0

I am a newbie into python and I am trying to optimize a snippet of my program from using two for loops to using the list comprehension in Python3. While doing this, I am unable to calculate the sum of more than one column. For Ex, if I have columns 1,2, and 3 of types float int, and string in a dictionary, I am able to calculate the sum only for column one and not for column 2.

The double for loop looks something like this

final_dict = []
    for k, g in itertools.groupby(temp_dict, key=lambda x: (x['transaction_category_id'])):
        txn_amount = 0
        distinct_user_count = 0
        for v in g:
            # print(k)
            txn_amount += float(v['transaction_amount'])
            distinct_user_count += v['user_id_count']
            # print(v)

        final_dict.append({'transaction_category_id': k, 'aggregated_transaction_amount': txn_amount,
                           'distinct_user_count': distinct_user_count})
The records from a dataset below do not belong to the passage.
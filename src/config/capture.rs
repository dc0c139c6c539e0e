// Copyright (c) 2025 Ronan LE MEILLAT, SCTG Development
// This file is part of the modbus-handshake project and is licensed under the
// SCTG Development Non-Commercial License v1.0 (see LICENSE.md for details).

//! Capture executor configuration

use serde::{Deserialize, Serialize};

#[derive(Debug, Clone, Copy, PartialEq, Eq, Serialize, Deserialize)]
#[serde(rename_all = "lowercase")]
pub enum CaptureKind {
    /// Simulated camera, see [`crate::capture::SimulatedCamera`]
    Simulated,
    /// External program, see [`crate::capture::CommandCapture`]
    Command,
}

/// Selects and parameterizes the capture executor.
///
/// `steps`, `duration_ms` and `fail_probability` apply to the simulated
/// camera; `program` and `args` to the command executor.
#[derive(Debug, Clone, PartialEq, Serialize, Deserialize)]
#[serde(default)]
pub struct CaptureConfig {
    pub kind: CaptureKind,

    /// Number of progress steps logged during a simulated capture.
    pub steps: u32,

    /// Total duration of a simulated capture.
    pub duration_ms: u64,

    /// Probability (0.0-1.0) that a simulated capture fails.
    pub fail_probability: f64,

    pub program: Option<String>,

    pub args: Vec<String>,
}

impl Default for CaptureConfig {
    fn default() -> Self {
        Self {
            kind: CaptureKind::Simulated,
            steps: 4,
            duration_ms: 2000,
            fail_probability: 0.0,
            program: None,
            args: Vec::new(),
        }
    }
}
The code I want to optimise to should ideally look something like this :

final_result = [[k, sum(float(v['transaction_amount']) for v in g),sum(s['user_id_count'] for s in g)] for k, g in
                    itertools.groupby(temp_dict, key=lambda x: (x['transaction_category_id']))]

But the code does not add up values for the user_id_count column and return sum as 0.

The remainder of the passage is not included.